Selling, General and Administrative. Selling, general and administrative expenses (S,G&A)
consist of the expenses incurred by our sales and marketing personnel and related expenses, and administrative and general corporate expenses. S,G&A was $2.5 million and $8.2 million for the three and nine months ended September 28, 2002 as
compared to $3.1 million and $11.9 million during the corresponding periods in 2001. The reduction in S,G&A expense from the corresponding nine month period in the prior year is principally the result of discontinuing goodwill amortization of
approximately $1.6 million, as required by Statement of Financial Accounting Standards No. 142, and lower legal and patent maintenance fees of $.9 million and bad debt expenses of $1.0 million.
Other. Other expenses, consisting primarily of amortization of patents were approximately $.1 million and $.2 million for the three and
nine month periods ended September 28, 2002, respectively, compared to approximately $.1 million and $.3 million during the corresponding periods in 2001. The year to year decrease is due to a reduction in amortization expense.
Other Income and Expenses. Other income and expense net, was $.7 million and $1.3 million for the
three and nine months ended September 28, 2002 compared to $1.4 million and $24.1 million during the corresponding periods in 2001. Included in the three and nine months ended September 28, 2002 were approximately $56,500 and $240,000 of foreign
exchange gains and losses, respectively, resulting from our Korean subsidiary, Kowon. During the three month period ended June 30, 2001 we exchanged our interest in Kendin Communications, Inc. (Kendin) for shares of Micrel, Incorporated (Micrel) as
a result of Micrels acquisition of Kendin. At the date of the exchange the closing price of Micrels common stock was $29.31 and we recorded a net gain of $20.9 million as a result of this exchange and the write-down of certain
investments due to an other than temporary decline in their value during the quarter ended June 30, 2001. Also included in Other Income and Expense for the three and nine months ended September 28, 2002 is our share of the net losses of our equity
investment.
Since the receipt of Micrel shares, the Company has accounted for its investment in Micrel common as
available-for-sale securities and changes in the value of the Micrel investment have been reflected in Other Comprehensive Income. On September 28, 2002 the closing price of Micrels common stock was $6.16. As a result of the decline in the
price of Micrel common stock the Company has continued to monitor the valuation of its Micrel investment and if the valuation does not recover, an other than temporary impairment may be recognized in the Statement of Operations. As of September 28,
2002 the Company held approximately 652,000 shares of Micrel common stock.
15
Liquidity and Capital Resources
We have financed our operations primarily through public and private placements of our equity securities, research and development contract revenues, and sales of our III-V
and CyberDisplay products. We believe our available cash resources will support our operations and capital needs for at least the next twelve months.

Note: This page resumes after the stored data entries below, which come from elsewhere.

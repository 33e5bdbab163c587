//! Warden Admin library.
//!
//! Administrator records, the record store they live in, and the
//! role-based permission resolver built on top of it.
//!
//! # Security
//!
//! This crate decides who may act on the operator surface. Callers are
//! expected to pass an identity that transport-level authentication has
//! already verified.

#![cfg_attr(not(test), forbid(unsafe_code))]

pub mod config;
pub mod db;
pub mod models;
pub mod services;

pub use config::{AdminConfig, ConfigError};
pub use db::{AdminRepository, AdminStore, MemoryAdminStore, RepositoryError};
pub use models::{AdminInput, AdminRecord};
pub use services::{AdminError, AdminService};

As of September 28, 2002, we had cash and equivalents and marketable securities of $118.3 million and working capital of $113.0 million compared to $104.4 million and $106.4 million, respectively, as
of December 31, 2001. During the nine month period ended September 28, 2002 the increase in cash and equivalents and marketable securities was primarily due to cash provided from operations of $12.0 million, and proceeds from the exercise of stock
options of $1.2 million and the sale of other investments of $3.8 million, offset by capital and investment expenditures of $3.4 million.
We lease facilities located in Taunton and Westborough, Massachusetts, Scotts Valley, California, and Columbia, Maryland, under non-cancelable operating leases. The Taunton leases expire through May 2010. The Westborough
lease expires in October 2003. The Scotts Valley lease expires in 2007. The Maryland lease expires in 2005. We are currently obligated to make lease payments of approximately $4.0 million over the remaining terms of these leases, however we expect
to enter into new leases during 2002 for the Westborough facility.
We expect to expend approximately $5.0 million
on capital expenditures over the next twelve months, primarily for the acquisition of equipment relating to the production of our III-V, CyberDisplay and other products.
On October 9, 2002, the Company authorized the re-purchase of up to $15 million of Kopin Stock over a two year period. The Company has not repurchased any stock through
September 28, 2002.
Recent Accounting Pronouncements
Effective January 1, 2002, we adopted Statement of Financial Accounting Standards (SFAS) No. 142, Goodwill and Other Intangible Assets. This statement changed
the accounting for goodwill and indefinite-lived intangible assets from an amortization approach to an impairment-only approach. In addition, SFAS No. 142 ceased the amortization of goodwill.
As of January 1, 2002, we had $12,582,383 of goodwill related to the October 2000 acquisition of Super Epitaxial Products, Inc. Using the SFAS No. 142 approach
described above, we recorded a transitional goodwill impairment charge of $12,582,383, which is presented as a cumulative effect of accounting change in the consolidated statements of operations. The transitional impairment charge resulted from
application of the new impairment methodology introduced by SFAS No. 142.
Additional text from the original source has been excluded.